A form of cover decoration consisting of a smooth, light-colored calfskin treated with chemicals in such a manner as to represent a tree trunk with branches. In the usual manner, a dual design appears on upper and lower covers. The leather is first paste-washed, and the book is then hung between two rods which keep the covers flat. The book is tilted so that it inclines upward towards its head. In order to bend the boards outwards, i.e., warp slightly to a concave shape, so that the solutions will run properly, the insides of the hoards are not filled in until the decoration is done. A small amount of water is applied to the center of both covers to form the trunk, then more water is thrown on the covers so that it runs down to the trunk and to a central point at the lower edge of the hoards. Copperas (a green hydrated ferrous sulfate) is then sprinkled in fine drops on the covers, followed by potassium carbonate (salts of tartar). which causes the chemical reaction that etches the leather to form a permanent pattern in shades of gray, ranging from faint to very dark. Calfskin was used for this decoration in preference to sheepskin (although 19th century examples of sheepskin tree do exist) because in addition to being a much superior leather, it takes a better polish, which suits this style of decoration admirably.

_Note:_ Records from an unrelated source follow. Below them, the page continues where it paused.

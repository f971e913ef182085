// ABOUTME: Segment normalization with a table-driven unit alias vocabulary
// ABOUTME: Case-folds, collapses whitespace and rewrites unit aliases to canonical units
//
// SPDX-License-Identifier: MIT OR Apache-2.0
// Copyright (c) 2025 Pierre Fitness Intelligence

use std::collections::HashMap;
use std::sync::LazyLock;

use regex::{Captures, Regex};

use super::step_type;

/// Units the classifier understands after normalization
pub const CANONICAL_UNITS: &[&str] = &["km", "m", "mi", "s", "min", "h", "bpm", "spm"];

/// Grammar words an alias may not shadow: repeat marker, range and pace separators
pub const RESERVED_WORDS: &[&str] = &["x", "to", "per"];

/// Built-in alias → canonical unit table
const DEFAULT_ALIASES: &[(&str, &str)] = &[
    ("k", "km"),
    ("km", "km"),
    ("kms", "km"),
    ("kilometer", "km"),
    ("kilometers", "km"),
    ("kilometre", "km"),
    ("kilometres", "km"),
    ("m", "m"),
    ("meter", "m"),
    ("meters", "m"),
    ("metre", "m"),
    ("metres", "m"),
    ("mi", "mi"),
    ("mile", "mi"),
    ("miles", "mi"),
    ("s", "s"),
    ("sec", "s"),
    ("secs", "s"),
    ("second", "s"),
    ("seconds", "s"),
    ("min", "min"),
    ("mins", "min"),
    ("minute", "min"),
    ("minutes", "min"),
    ("h", "h"),
    ("hr", "h"),
    ("hrs", "h"),
    ("hour", "h"),
    ("hours", "h"),
    ("bpm", "bpm"),
    ("beats", "bpm"),
    ("spm", "spm"),
];

// A unit is only looked up right after a number, a slash, or "per ".
static UNIT_POSITION: LazyLock<Option<Regex>> =
    LazyLock::new(|| Regex::new(r"(?P<lead>\d|/)\s*(?P<unit>[a-z]+)\b").ok());

static PER_UNIT: LazyLock<Option<Regex>> =
    LazyLock::new(|| Regex::new(r"\s*\bper\s+(?P<unit>[a-z]+)\b").ok());

static MULTI_WORD_KEYWORDS: LazyLock<Option<Regex>> =
    LazyLock::new(|| Regex::new(r"\b(?P<head>warm|cool)[\s-]*(?P<tail>up|down)\b").ok());

/// Immutable alias → canonical unit mapping
///
/// New aliases are added by building a new table; classification logic never
/// needs to change for them.
#[derive(Debug, Clone, PartialEq, Eq)]
pub struct UnitAliases {
    table: HashMap<String, String>,
}

impl Default for UnitAliases {
    fn default() -> Self {
        Self {
            table: DEFAULT_ALIASES
                .iter()
                .map(|(alias, canonical)| ((*alias).to_owned(), (*canonical).to_owned()))
                .collect(),
        }
    }
}

impl UnitAliases {
    /// Table containing only the given pairs
    ///
    /// Returns `None` if any canonical unit is outside [`CANONICAL_UNITS`] or
    /// any alias is a reserved word.
    #[must_use]
    pub fn from_pairs<'a>(pairs: impl IntoIterator<Item = (&'a str, &'a str)>) -> Option<Self> {
        let mut table = HashMap::new();
        for (alias, canonical) in pairs {
            let alias = alias.to_lowercase();
            if !CANONICAL_UNITS.contains(&canonical) || is_reserved_word(&alias) {
                return None;
            }
            table.insert(alias, canonical.to_owned());
        }
        Some(Self { table })
    }

    /// Copy of this table with one more alias
    ///
    /// Returns `None` if `canonical` is not a canonical unit or `alias` is a
    /// reserved word.
    #[must_use]
    pub fn with_alias(&self, alias: &str, canonical: &str) -> Option<Self> {
        let alias = alias.to_lowercase();
        if !CANONICAL_UNITS.contains(&canonical) || is_reserved_word(&alias) {
            return None;
        }
        let mut table = self.table.clone();
        table.insert(alias, canonical.to_owned());
        Some(Self { table })
    }

    /// Canonical unit for an alias
    #[must_use]
    pub fn canonical(&self, alias: &str) -> Option<&str> {
        self.table.get(alias).map(String::as_str)
    }

    /// Number of aliases in the table
    #[must_use]
    pub fn len(&self) -> usize {
        self.table.len()
    }

    /// Whether the table is empty
    #[must_use]
    pub fn is_empty(&self) -> bool {
        self.table.is_empty()
    }

    /// Normalize one segment
    ///
    /// Lowercases, folds `×` to `x` and dashes to `-`, joins "warm up" and
    /// "cool down", collapses whitespace, and rewrites units following a
    /// number, `/` or `per ` to their canonical form (`per km` becomes `/km`).
    #[must_use]
    pub fn normalize(&self, segment: &str) -> String {
        let folded: String = segment
            .to_lowercase()
            .chars()
            .map(|c| match c {
                '×' => 'x',
                '–' | '—' => '-',
                other => other,
            })
            .collect();
        let collapsed = folded.split_whitespace().collect::<Vec<_>>().join(" ");

        let joined = match MULTI_WORD_KEYWORDS.as_ref() {
            Some(pattern) => pattern
                .replace_all(&collapsed, |caps: &Captures| {
                    format!("{}{}", &caps["head"], &caps["tail"])
                })
                .into_owned(),
            None => collapsed,
        };

        let slashed = match PER_UNIT.as_ref() {
            Some(pattern) => pattern
                .replace_all(&joined, |caps: &Captures| match self.canonical(&caps["unit"]) {
                    Some(unit) => format!("/{unit}"),
                    None => caps[0].to_owned(),
                })
                .into_owned(),
            None => joined,
        };

        let Some(pattern) = UNIT_POSITION.as_ref() else {
            return slashed;
        };
        pattern
            .replace_all(&slashed, |caps: &Captures| match self.canonical(&caps["unit"]) {
                Some(unit) => format!("{}{unit}", &caps["lead"]),
                None => caps[0].to_owned(),
            })
            .into_owned()
    }
}

/// Whether `word` belongs to the grammar and cannot name a unit
///
/// Covers [`RESERVED_WORDS`] and every step keyword, since an alias is
/// rewritten wherever it follows a number.
#[must_use]
pub fn is_reserved_word(word: &str) -> bool {
    let word = word.to_lowercase();
    RESERVED_WORDS.contains(&word.as_str()) || step_type::is_keyword(&word)
}

#[cfg(test)]
mod tests {
    use super::*;

    #[test]
    fn test_default_table_targets_canonical_units() {
        let aliases = UnitAliases::default();
        for (_, canonical) in DEFAULT_ALIASES {
            assert!(CANONICAL_UNITS.contains(canonical));
        }
        assert_eq!(aliases.len(), DEFAULT_ALIASES.len());
    }

    #[test]
    fn test_rejects_non_canonical_target() {
        assert!(UnitAliases::default().with_alias("klicks", "kilometers").is_none());
        assert!(UnitAliases::from_pairs([("furlong", "fur")]).is_none());
    }

    #[test]
    fn test_rejects_reserved_aliases() {
        let aliases = UnitAliases::default();
        for word in ["x", "X", "to", "per", "rest", "open", "warmup"] {
            assert!(aliases.with_alias(word, "km").is_none(), "{word} accepted");
        }
        assert!(UnitAliases::from_pairs([("to", "m")]).is_none());
        assert_eq!(aliases.normalize("3x 1k"), "3x 1km");
    }

    #[test]
    fn test_keywords_are_not_rewritten() {
        let aliases = UnitAliases::default();
        assert_eq!(aliases.normalize("2 mins rest"), "2min rest");
        assert_eq!(aliases.normalize("Warm Up 1K"), "warmup 1km");
        assert_eq!(aliases.normalize("cool-down"), "cooldown");
    }
}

The spine of the book is protected during the marbling so that it will not be touched by the water or chemicals. The entire process calls for considerable experience and dexterity of execution, because if the result is to be effective the copperas and potassium carbonate must be applied in the correct amounts, as well as in the proper manner, while the initial water is still running down the covers; otherwise the effect will be little more than sprinkling.

Late in the 19th century attempts were made to produce the tree calf effect with the use of an engraved block, which was used to print a design on the covers in black, but the results were ineffective because the block did not provide the shading which the genuine method achieved. The popularity of tree calf began to decline before the First World War, and by the late 1920s this once very popular form of decoration had virtually passed from existence. The first known tree calf decoration dates from about 1775. See: PLATE V . (83 , 94 , 236 , 264 )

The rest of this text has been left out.